Exercise aim — Reproduce all records verbatim.

Stored data —

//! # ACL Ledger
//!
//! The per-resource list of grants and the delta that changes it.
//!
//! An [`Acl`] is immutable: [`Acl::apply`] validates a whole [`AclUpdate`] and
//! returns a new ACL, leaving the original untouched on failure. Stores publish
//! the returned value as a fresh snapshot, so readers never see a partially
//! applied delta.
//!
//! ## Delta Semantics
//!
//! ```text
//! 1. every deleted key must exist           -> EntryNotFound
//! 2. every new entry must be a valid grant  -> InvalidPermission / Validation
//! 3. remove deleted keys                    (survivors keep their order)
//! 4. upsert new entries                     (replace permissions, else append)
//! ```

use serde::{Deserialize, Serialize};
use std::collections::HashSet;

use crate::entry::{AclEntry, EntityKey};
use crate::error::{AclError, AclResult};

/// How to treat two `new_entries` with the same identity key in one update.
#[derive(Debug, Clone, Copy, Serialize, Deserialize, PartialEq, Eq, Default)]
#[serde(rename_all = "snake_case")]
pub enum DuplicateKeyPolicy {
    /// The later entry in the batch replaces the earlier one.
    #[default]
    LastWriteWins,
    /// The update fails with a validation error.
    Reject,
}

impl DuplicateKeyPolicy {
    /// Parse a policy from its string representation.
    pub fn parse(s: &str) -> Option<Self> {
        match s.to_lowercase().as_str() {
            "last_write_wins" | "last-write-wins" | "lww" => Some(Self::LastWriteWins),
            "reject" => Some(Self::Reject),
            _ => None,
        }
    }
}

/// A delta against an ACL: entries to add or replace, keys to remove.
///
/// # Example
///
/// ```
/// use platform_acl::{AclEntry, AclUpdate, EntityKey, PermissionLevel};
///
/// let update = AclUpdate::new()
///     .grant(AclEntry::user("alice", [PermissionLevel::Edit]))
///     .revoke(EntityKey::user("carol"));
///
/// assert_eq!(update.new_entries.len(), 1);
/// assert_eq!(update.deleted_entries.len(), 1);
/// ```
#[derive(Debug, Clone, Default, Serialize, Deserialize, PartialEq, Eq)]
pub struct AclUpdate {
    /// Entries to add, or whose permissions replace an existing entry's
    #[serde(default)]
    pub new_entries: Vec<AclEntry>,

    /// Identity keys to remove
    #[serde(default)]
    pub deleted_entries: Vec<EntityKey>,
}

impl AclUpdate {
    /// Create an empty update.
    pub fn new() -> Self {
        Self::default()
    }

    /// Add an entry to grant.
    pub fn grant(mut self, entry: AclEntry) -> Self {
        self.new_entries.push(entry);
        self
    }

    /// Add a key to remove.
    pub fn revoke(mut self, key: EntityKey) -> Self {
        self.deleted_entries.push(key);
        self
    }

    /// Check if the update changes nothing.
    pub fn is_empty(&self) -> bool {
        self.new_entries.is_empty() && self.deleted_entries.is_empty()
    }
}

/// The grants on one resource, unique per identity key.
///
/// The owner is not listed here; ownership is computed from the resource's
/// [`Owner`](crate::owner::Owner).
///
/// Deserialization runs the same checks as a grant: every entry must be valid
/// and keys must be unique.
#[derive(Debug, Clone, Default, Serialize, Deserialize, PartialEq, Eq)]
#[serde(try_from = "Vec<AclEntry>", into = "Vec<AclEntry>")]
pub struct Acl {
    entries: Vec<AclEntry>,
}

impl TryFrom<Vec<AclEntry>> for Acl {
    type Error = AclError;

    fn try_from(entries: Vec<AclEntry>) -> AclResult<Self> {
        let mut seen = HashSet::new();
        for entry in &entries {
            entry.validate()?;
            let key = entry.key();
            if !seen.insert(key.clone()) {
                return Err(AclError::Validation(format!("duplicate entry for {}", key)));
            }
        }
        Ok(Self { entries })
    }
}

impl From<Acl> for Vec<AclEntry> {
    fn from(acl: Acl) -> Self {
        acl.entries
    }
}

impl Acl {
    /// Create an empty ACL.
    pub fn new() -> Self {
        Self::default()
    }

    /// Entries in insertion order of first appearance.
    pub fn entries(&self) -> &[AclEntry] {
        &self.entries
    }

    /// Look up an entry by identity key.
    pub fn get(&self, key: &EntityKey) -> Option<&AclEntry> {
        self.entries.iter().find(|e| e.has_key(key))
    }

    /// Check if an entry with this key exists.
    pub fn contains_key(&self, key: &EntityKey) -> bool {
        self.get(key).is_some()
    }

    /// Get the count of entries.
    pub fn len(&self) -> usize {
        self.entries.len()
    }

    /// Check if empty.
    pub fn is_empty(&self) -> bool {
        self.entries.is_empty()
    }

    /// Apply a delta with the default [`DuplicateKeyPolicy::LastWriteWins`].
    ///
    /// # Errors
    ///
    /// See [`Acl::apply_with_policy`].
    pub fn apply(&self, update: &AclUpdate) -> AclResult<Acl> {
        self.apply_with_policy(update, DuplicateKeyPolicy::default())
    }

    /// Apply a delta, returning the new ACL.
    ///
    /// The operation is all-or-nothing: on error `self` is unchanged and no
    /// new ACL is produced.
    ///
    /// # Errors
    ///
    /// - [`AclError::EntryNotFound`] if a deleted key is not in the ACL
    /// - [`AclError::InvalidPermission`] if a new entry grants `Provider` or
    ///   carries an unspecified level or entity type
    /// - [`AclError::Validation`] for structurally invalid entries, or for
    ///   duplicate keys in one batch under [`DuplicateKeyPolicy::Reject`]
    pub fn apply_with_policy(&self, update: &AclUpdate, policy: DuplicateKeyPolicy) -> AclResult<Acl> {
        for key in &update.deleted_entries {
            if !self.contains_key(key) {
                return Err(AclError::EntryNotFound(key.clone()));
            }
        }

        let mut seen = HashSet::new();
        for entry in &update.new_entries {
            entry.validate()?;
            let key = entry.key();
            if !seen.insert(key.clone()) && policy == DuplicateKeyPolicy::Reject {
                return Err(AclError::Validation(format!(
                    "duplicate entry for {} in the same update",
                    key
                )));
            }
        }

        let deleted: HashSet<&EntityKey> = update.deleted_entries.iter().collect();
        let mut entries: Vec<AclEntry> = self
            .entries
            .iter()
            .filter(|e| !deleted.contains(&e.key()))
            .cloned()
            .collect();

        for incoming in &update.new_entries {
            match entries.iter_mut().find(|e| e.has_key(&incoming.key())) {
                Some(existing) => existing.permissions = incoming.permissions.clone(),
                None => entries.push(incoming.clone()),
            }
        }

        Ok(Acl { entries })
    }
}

Result for this task —
//! # ACL Ledger
//!
//! The per-resource list of grants and the delta that changes it.
//!
//! An [`Acl`] is immutable: [`Acl::apply`] validates a whole [`AclUpdate`] and
//! returns a new ACL, leaving the original untouched on failure. Stores publish
//! the returned value as a fresh snapshot, so readers never see a partially
//! applied delta.
//!
//! ## Delta Semantics
//!
//! ```text
//! 1. every deleted key must exist           -> EntryNotFound
//! 2. every new entry must be a valid grant  -> InvalidPermission / Validation
//! 3. remove deleted keys                    (survivors keep their order)
//! 4. upsert new entries                     (replace permissions, else append)
//! ```

use serde::{Deserialize, Serialize};
use std::collections::HashSet;

use crate::entry::{AclEntry, EntityKey};
use crate::error::{AclError, AclResult};

/// How to treat two `new_entries` with the same identity key in one update.
#[derive(Debug, Clone, Copy, Serialize, Deserialize, PartialEq, Eq, Default)]
#[serde(rename_all = "snake_case")]
pub enum DuplicateKeyPolicy {
    /// The later entry in the batch replaces the earlier one.
    #[default]
    LastWriteWins,
    /// The update fails with a validation error.
    Reject,
}

impl DuplicateKeyPolicy {
    /// Parse a policy from its string representation.
    pub fn parse(s: &str) -> Option<Self> {
        match s.to_lowercase().as_str() {
            "last_write_wins" | "last-write-wins" | "lww" => Some(Self::LastWriteWins),
            "reject" => Some(Self::Reject),
            _ => None,
        }
    }
}

/// A delta against an ACL: entries to add or replace, keys to remove.
///
/// # Example
///
/// ```
/// use platform_acl::{AclEntry, AclUpdate, EntityKey, PermissionLevel};
///
/// let update = AclUpdate::new()
///     .grant(AclEntry::user("alice", [PermissionLevel::Edit]))
///     .revoke(EntityKey::user("carol"));
///
/// assert_eq!(update.new_entries.len(), 1);
/// assert_eq!(update.deleted_entries.len(), 1);
/// ```
#[derive(Debug, Clone, Default, Serialize, Deserialize, PartialEq, Eq)]
pub struct AclUpdate {
    /// Entries to add, or whose permissions replace an existing entry's
    #[serde(default)]
    pub new_entries: Vec<AclEntry>,

    /// Identity keys to remove
    #[serde(default)]
    pub deleted_entries: Vec<EntityKey>,
}

impl AclUpdate {
    /// Create an empty update.
    pub fn new() -> Self {
        Self::default()
    }

    /// Add an entry to grant.
    pub fn grant(mut self, entry: AclEntry) -> Self {
        self.new_entries.push(entry);
        self
    }

    /// Add a key to remove.
    pub fn revoke(mut self, key: EntityKey) -> Self {
        self.deleted_entries.push(key);
        self
    }

    /// Check if the update changes nothing.
    pub fn is_empty(&self) -> bool {
        self.new_entries.is_empty() && self.deleted_entries.is_empty()
    }
}

/// The grants on one resource, unique per identity key.
///
/// The owner is not listed here; ownership is computed from the resource's
/// [`Owner`](crate::owner::Owner).
///
/// Deserialization runs the same checks as a grant: every entry must be valid
/// and keys must be unique.
#[derive(Debug, Clone, Default, Serialize, Deserialize, PartialEq, Eq)]
#[serde(try_from = "Vec<AclEntry>", into = "Vec<AclEntry>")]
pub struct Acl {
    entries: Vec<AclEntry>,
}

impl TryFrom<Vec<AclEntry>> for Acl {
    type Error = AclError;

    fn try_from(entries: Vec<AclEntry>) -> AclResult<Self> {
        let mut seen = HashSet::new();
        for entry in &entries {
            entry.validate()?;
            let key = entry.key();
            if !seen.insert(key.clone()) {
                return Err(AclError::Validation(format!("duplicate entry for {}", key)));
            }
        }
        Ok(Self { entries })
    }
}

impl From<Acl> for Vec<AclEntry> {
    fn from(acl: Acl) -> Self {
        acl.entries
    }
}

impl Acl {
    /// Create an empty ACL.
    pub fn new() -> Self {
        Self::default()
    }

    /// Entries in insertion order of first appearance.
    pub fn entries(&self) -> &[AclEntry] {
        &self.entries
    }

    /// Look up an entry by identity key.
    pub fn get(&self, key: &EntityKey) -> Option<&AclEntry> {
        self.entries.iter().find(|e| e.has_key(key))
    }

    /// Check if an entry with this key exists.
    pub fn contains_key(&self, key: &EntityKey) -> bool {
        self.get(key).is_some()
    }

    /// Get the count of entries.
    pub fn len(&self) -> usize {
        self.entries.len()
    }

    /// Check if empty.
    pub fn is_empty(&self) -> bool {
        self.entries.is_empty()
    }

    /// Apply a delta with the default [`DuplicateKeyPolicy::LastWriteWins`].
    ///
    /// # Errors
    ///
    /// See [`Acl::apply_with_policy`].
    pub fn apply(&self, update: &AclUpdate) -> AclResult<Acl> {
        self.apply_with_policy(update, DuplicateKeyPolicy::default())
    }

    /// Apply a delta, returning the new ACL.
    ///
    /// The operation is all-or-nothing: on error `self` is unchanged and no
    /// new ACL is produced.
    ///
    /// # Errors
    ///
    /// - [`AclError::EntryNotFound`] if a deleted key is not in the ACL
    /// - [`AclError::InvalidPermission`] if a new entry grants `Provider` or
    ///   carries an unspecified level or entity type
    /// - [`AclError::Validation`] for structurally invalid entries, or for
    ///   duplicate keys in one batch under [`DuplicateKeyPolicy::Reject`]
    pub fn apply_with_policy(&self, update: &AclUpdate, policy: DuplicateKeyPolicy) -> AclResult<Acl> {
        for key in &update.deleted_entries {
            if !self.contains_key(key) {
                return Err(AclError::EntryNotFound(key.clone()));
            }
        }

        let mut seen = HashSet::new();
        for entry in &update.new_entries {
            entry.validate()?;
            let key = entry.key();
            if !seen.insert(key.clone()) && policy == DuplicateKeyPolicy::Reject {
                return Err(AclError::Validation(format!(
                    "duplicate entry for {} in the same update",
                    key
                )));
            }
        }

        let deleted: HashSet<&EntityKey> = update.deleted_entries.iter().collect();
        let mut entries: Vec<AclEntry> = self
            .entries
            .iter()
            .filter(|e| !deleted.contains(&e.key()))
            .cloned()
            .collect();

        for incoming in &update.new_entries {
            match entries.iter_mut().find(|e| e.has_key(&incoming.key())) {
                Some(existing) => existing.permissions = incoming.permissions.clone(),
                None => entries.push(incoming.clone()),
            }
        }

        Ok(Acl { entries })
    }
}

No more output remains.